- Assignment -
In the entries that follow, copy exactly each line from the first through the line with "the underlying map.".

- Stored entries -

-- Opening Marker --

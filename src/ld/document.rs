//! In-memory JSON-LD document: an ordered list of loosely-typed nodes.
//!
//! Nodes keep their full predicate map so that producer-specific keys survive
//! a read → merge → write cycle untouched.

use serde::{Deserialize, Deserializer, Serialize};
use serde_json::{Map, Value};

use crate::error::DocumentError;

/// Key of the persistence envelope holding the graph blob.
pub const ENVELOPE_KEY: &str = "kg_data";

/// A single linked-data record.
#[derive(Debug, Clone, Default, PartialEq, Serialize, Deserialize)]
#[serde(transparent)]
pub struct Node(Map<String, Value>);

impl Node {
    /// Create a node with the given `@id` and no other predicates.
    pub fn with_id(id: impl Into<String>) -> Self {
        let mut map = Map::new();
        map.insert("@id".into(), Value::String(id.into()));
        Self(map)
    }

    /// The node's full `@id`, if present and a string.
    pub fn id(&self) -> Option<&str> {
        self.0.get("@id").and_then(Value::as_str)
    }

    /// Raw value of a predicate key.
    pub fn get(&self, key: &str) -> Option<&Value> {
        self.0.get(key)
    }

    /// Set a predicate, returning `self` for chaining.
    pub fn with(mut self, key: impl Into<String>, value: Value) -> Self {
        self.0.insert(key.into(), value);
        self
    }

    /// Iterate over `(key, value)` predicate pairs.
    pub fn predicates(&self) -> impl Iterator<Item = (&String, &Value)> {
        self.0.iter()
    }

    /// Borrow the underlying map.
    pub fn as_map(&self) -> &Map<String, Value> {
        &self.0
    }
}

impl From<Map<String, Value>> for Node {
    fn from(map: Map<String, Value>) -> Self {
        Self(map)
    }
}

/// An ordered sequence of nodes. Not a tree: nodes reference each other by id.
#[derive(Debug, Clone, Default, PartialEq, Serialize)]
#[serde(transparent)]
pub struct Document {
    nodes: Vec<Node>,
}

impl Document {
    /// Create a document from already-built nodes.
    pub fn new(nodes: Vec<Node>) -> Self {
        Self { nodes }
    }

    /// Parse any accepted document shape.
    ///
    /// Accepts `null`, a node array, an `@graph` object (array or single
    /// node), a `kg_data` envelope, a JSON string wrapping any of these, or a
    /// single node object. Array entries that are not objects are dropped, and
    /// an object carrying no `@id`, `@graph` or `kg_data` (an empty record,
    /// a bare `@context`, a blank node) reads as an empty document. Only
    /// unparseable text and scalar top levels are errors.
    pub fn from_value(value: Value) -> Result<Self, DocumentError> {
        match value {
            Value::Null => Ok(Self::default()),
            Value::Array(items) => Ok(Self::from_items(items)),
            Value::String(text) => {
                if text.trim().is_empty() {
                    return Ok(Self::default());
                }
                Self::from_json_str(&text)
            }
            Value::Object(mut map) => {
                if let Some(inner) = map.remove(ENVELOPE_KEY) {
                    return Self::from_value(inner);
                }
                if let Some(graph) = map.remove("@graph") {
                    return match graph {
                        Value::Null => Ok(Self::default()),
                        Value::Array(items) => Ok(Self::from_items(items)),
                        Value::Object(node) => Ok(Self::from_items(vec![Value::Object(node)])),
                        other => Err(DocumentError::UnsupportedShape {
                            found: format!("@graph {}", shape_name(&other)),
                        }),
                    };
                }
                if map.contains_key("@id") {
                    return Ok(Self::new(vec![Node(map)]));
                }
                tracing::debug!(
                    keys = map.len(),
                    "object without @id, @graph or kg_data, reading as empty document"
                );
                Ok(Self::default())
            }
            other => Err(DocumentError::UnsupportedShape {
                found: shape_name(&other).into(),
            }),
        }
    }

    /// Parse a document from JSON text.
    pub fn from_json_str(text: &str) -> Result<Self, DocumentError> {
        let value: Value = serde_json::from_str(text).map_err(|e| DocumentError::Parse {
            message: e.to_string(),
        })?;
        Self::from_value(value)
    }

    fn from_items(items: Vec<Value>) -> Self {
        let nodes = items
            .into_iter()
            .enumerate()
            .filter_map(|(index, item)| match item {
                Value::Object(map) => Some(Node(map)),
                other => {
                    tracing::debug!(index, shape = shape_name(&other), "skipping non-object node");
                    None
                }
            })
            .collect();
        Self { nodes }
    }

    /// The nodes in source order.
    pub fn nodes(&self) -> &[Node] {
        &self.nodes
    }

    pub fn len(&self) -> usize {
        self.nodes.len()
    }

    pub fn is_empty(&self) -> bool {
        self.nodes.is_empty()
    }

    /// Return a new document with `node` appended. The receiver is untouched.
    pub fn appended(&self, node: Node) -> Self {
        let mut nodes = Vec::with_capacity(self.nodes.len() + 1);
        nodes.extend(self.nodes.iter().cloned());
        nodes.push(node);
        Self { nodes }
    }

    /// Serialize as a plain JSON-LD node array.
    pub fn to_value(&self) -> Value {
        Value::Array(
            self.nodes
                .iter()
                .map(|n| Value::Object(n.0.clone()))
                .collect(),
        )
    }

    /// Serialize inside the persistence envelope: `{"kg_data": [...]}`.
    pub fn to_envelope(&self) -> Value {
        let mut map = Map::new();
        map.insert(ENVELOPE_KEY.into(), self.to_value());
        Value::Object(map)
    }
}

impl<'de> Deserialize<'de> for Document {
    fn deserialize<D: Deserializer<'de>>(deserializer: D) -> Result<Self, D::Error> {
        let value = Value::deserialize(deserializer)?;
        Document::from_value(value).map_err(serde::de::Error::custom)
    }
}

impl FromIterator<Node> for Document {
    fn from_iter<I: IntoIterator<Item = Node>>(iter: I) -> Self {
        Self::new(iter.into_iter().collect())
    }
}

fn shape_name(value: &Value) -> &'static str {
    match value {
        Value::Null => "null",
        Value::Bool(_) => "boolean",
        Value::Number(_) => "number",
        Value::String(_) => "string",
        Value::Array(_) => "array",
        Value::Object(_) => "object",
    }
}
//! Engine facade: top-level API for the mastery-graph system.
//!
//! The `Engine` holds an [`EngineConfig`] and applies it to every call:
//! the mastery scope for readiness queries and layouts, spacing for
//! positions, URI bases for merges, and strict cycle handling. It owns no
//! document state; each call receives its own snapshot.

use std::path::Path;

use crate::config::EngineConfig;
use crate::error::{LayoutError, MasteryResult};
use crate::graph::{self, Layout};
use crate::ld::Document;
use crate::mastery::{MasteryScope, MasterySet, collect_known_for};
use crate::merge::{self, EvaluationEvent, MergeOutcome};
use crate::query::{self, ConceptWithStatus};
use crate::readiness::ReadinessState;

/// The prerequisite-aware knowledge graph engine.
#[derive(Debug, Clone)]
pub struct Engine {
    config: EngineConfig,
    /// `config.scope` with a bare learner id resolved through `config.uris`.
    scope: MasteryScope,
}

impl Engine {
    /// Create an engine with the given configuration.
    pub fn new(config: EngineConfig) -> MasteryResult<Self> {
        config.validate()?;
        tracing::info!(
            scope = ?config.scope,
            layer_spacing = config.layout.layer_spacing,
            row_spacing = config.layout.row_spacing,
            reject_cycles = config.reject_cycles,
            "initializing mastery-graph engine"
        );
        let scope = config.scope.resolved(&config.uris);
        Ok(Self { config, scope })
    }

    /// Create an engine from a TOML config file.
    pub fn from_config_file(path: &Path) -> MasteryResult<Self> {
        Self::new(EngineConfig::load(path)?)
    }

    /// Get the engine configuration.
    pub fn config(&self) -> &EngineConfig {
        &self.config
    }

    /// The mastery scope queries run under, with learner ids resolved to URIs.
    pub fn scope(&self) -> &MasteryScope {
        &self.scope
    }

    /// Mastery set under the configured scope.
    pub fn mastery(&self, document: &Document) -> MasterySet {
        collect_known_for(document, &self.scope)
    }

    /// Every Concept with its readiness.
    pub fn concepts_with_status(&self, document: &Document) -> Vec<ConceptWithStatus> {
        query::all_concepts_with_status_for(document, &self.scope)
    }

    /// Concepts that are ready to learn next.
    pub fn ready_concepts(&self, document: &Document) -> Vec<ConceptWithStatus> {
        query::ready_concepts_for(document, &self.scope)
    }

    /// Readiness of one concept by `@id` or local id.
    pub fn status_of(&self, concept_id: &str, document: &Document) -> Option<ReadinessState> {
        query::status_of_for(concept_id, document, &self.scope)
    }

    /// Layered layout of the document.
    ///
    /// With `reject_cycles` set, a document containing prerequisite cycles is
    /// an error; otherwise cycles are reported in [`Layout::cycles`].
    pub fn layout(&self, document: &Document) -> MasteryResult<Layout> {
        let layout = graph::layer_for(document, &self.scope, &self.config.layout);
        if self.config.reject_cycles {
            if let Some(members) = layout.cycles.first() {
                return Err(LayoutError::CyclicPrerequisite {
                    members: members.clone(),
                }
                .into());
            }
        }
        Ok(layout)
    }

    /// Prerequisite cycles in the document.
    pub fn cycles(&self, document: &Document) -> Vec<Vec<String>> {
        graph::prerequisite_cycles(document)
    }

    /// Merge "`user_id` knows `concept`" idempotently.
    pub fn merge_knowledge(&self, document: &Document, user_id: &str, concept: &str) -> Document {
        merge::merge_knowledge(document, &self.config.uris, user_id, concept)
    }

    /// Like [`merge_knowledge`](Self::merge_knowledge), also reporting whether a node was appended.
    pub fn merge_with_outcome(
        &self,
        document: &Document,
        user_id: &str,
        concept: &str,
    ) -> (Document, MergeOutcome) {
        merge::merge_with_outcome(document, &self.config.uris, user_id, concept)
    }

    /// Apply an evaluation event; only passing events merge.
    pub fn record_evaluation(&self, document: &Document, event: &EvaluationEvent) -> Document {
        merge::apply_evaluation(document, &self.config.uris, event)
    }
}

#[cfg(test)]
mod tests {
    use super::*;
    use crate::error::MasteryError;
    use crate::ld::Node;
    use serde_json::json;

    fn concept(id: &str, prereqs: &[&str]) -> Node {
        Node::with_id(format!("https://example.org/concepts#{id}"))
            .with("@type", json!("Concept"))
            .with("hasPrerequisite", json!(prereqs))
    }

    #[test]
    fn rejects_invalid_config() {
        let mut config = EngineConfig::default();
        config.layout.layer_spacing = -1.0;
        assert!(matches!(Engine::new(config), Err(MasteryError::Config(_))));
    }

    #[test]
    fn strict_layout_rejects_cycles() {
        let doc = Document::new(vec![concept("A", &["B"]), concept("B", &["A"])]);
        let lenient = Engine::new(EngineConfig::default()).unwrap();
        assert_eq!(lenient.layout(&doc).unwrap().cycles.len(), 1);

        let strict = Engine::new(EngineConfig {
            reject_cycles: true,
            ..Default::default()
        })
        .unwrap();
        let err = strict.layout(&doc).unwrap_err();
        assert!(matches!(
            err,
            MasteryError::Layout(LayoutError::CyclicPrerequisite { .. })
        ));
    }

    #[test]
    fn learner_scope_flows_through_merge_and_query() {
        let engine = Engine::new(EngineConfig {
            scope: MasteryScope::Learner("42".into()),
            ..Default::default()
        })
        .unwrap();
        let doc = Document::new(vec![concept("A", &[]), concept("B", &["A"])]);

        let other = engine.merge_knowledge(&doc, "7", "A");
        assert_eq!(engine.status_of("B", &other), Some(ReadinessState::Locked));

        let mine = engine.merge_knowledge(&other, "42", "A");
        assert_eq!(engine.status_of("A", &mine), Some(ReadinessState::Known));
        assert_eq!(engine.status_of("B", &mine), Some(ReadinessState::Ready));
        assert_eq!(engine.ready_concepts(&mine).len(), 1);
        assert_eq!(engine.mastery(&mine).len(), 1);
    }

    #[test]
    fn learner_scope_does_not_match_foreign_subjects_with_same_id() {
        let engine = Engine::new(EngineConfig {
            scope: MasteryScope::Learner("https://example.org/users/42".into()),
            ..Default::default()
        })
        .unwrap();
        let doc = Document::new(vec![
            concept("A", &[]),
            concept("B", &["A"]),
            Node::with_id("https://other-tenant.org/accounts/42")
                .with("knows", json!([{"@id": "https://example.org/concepts#A"}])),
            Node::with_id("https://x.org/quiz-items/42")
                .with("knows", json!([{"@id": "https://example.org/concepts#B"}])),
        ]);
        assert!(engine.mastery(&doc).is_empty());
        assert_eq!(engine.status_of("B", &doc), Some(ReadinessState::Locked));
        assert_eq!(engine.status_of("A", &doc), Some(ReadinessState::Ready));
    }

    #[test]
    fn bare_learner_id_resolves_through_user_base() {
        let engine = Engine::new(EngineConfig {
            scope: MasteryScope::Learner("42".into()),
            ..Default::default()
        })
        .unwrap();
        assert_eq!(
            engine.scope(),
            &MasteryScope::Learner("https://example.org/users/42".into())
        );
    }

    #[test]
    fn record_evaluation_merges_once() {
        let engine = Engine::new(EngineConfig::default()).unwrap();
        let event = EvaluationEvent {
            user_id: "42".into(),
            concept: "A".into(),
            passed: true,
        };
        let once = engine.record_evaluation(&Document::default(), &event);
        let twice = engine.record_evaluation(&once, &event);
        assert_eq!(once.len(), 1);
        assert_eq!(twice.len(), 1);
    }
}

-- Closing Marker --

- Answer to this problem -
filename src/ld/document.rs
//! In-memory JSON-LD document: an ordered list of loosely-typed nodes.
//!
//! Nodes keep their full predicate map so that producer-specific keys survive
//! a read → merge → write cycle untouched.

use serde::{Deserialize, Deserializer, Serialize};
use serde_json::{Map, Value};

use crate::error::DocumentError;

/// Key of the persistence envelope holding the graph blob.
pub const ENVELOPE_KEY: &str = "kg_data";

/// A single linked-data record.
#[derive(Debug, Clone, Default, PartialEq, Serialize, Deserialize)]
#[serde(transparent)]
pub struct Node(Map<String, Value>);

impl Node {
    /// Create a node with the given `@id` and no other predicates.
    pub fn with_id(id: impl Into<String>) -> Self {
        let mut map = Map::new();
        map.insert("@id".into(), Value::String(id.into()));
        Self(map)
    }

    /// The node's full `@id`, if present and a string.
    pub fn id(&self) -> Option<&str> {
        self.0.get("@id").and_then(Value::as_str)
    }

    /// Raw value of a predicate key.
    pub fn get(&self, key: &str) -> Option<&Value> {
        self.0.get(key)
    }

    /// Set a predicate, returning `self` for chaining.
    pub fn with(mut self, key: impl Into<String>, value: Value) -> Self {
        self.0.insert(key.into(), value);
        self
    }

    /// Iterate over `(key, value)` predicate pairs.
    pub fn predicates(&self) -> impl Iterator<Item = (&String, &Value)> {
        self.0.iter()
    }

    /// Borrow the underlying map.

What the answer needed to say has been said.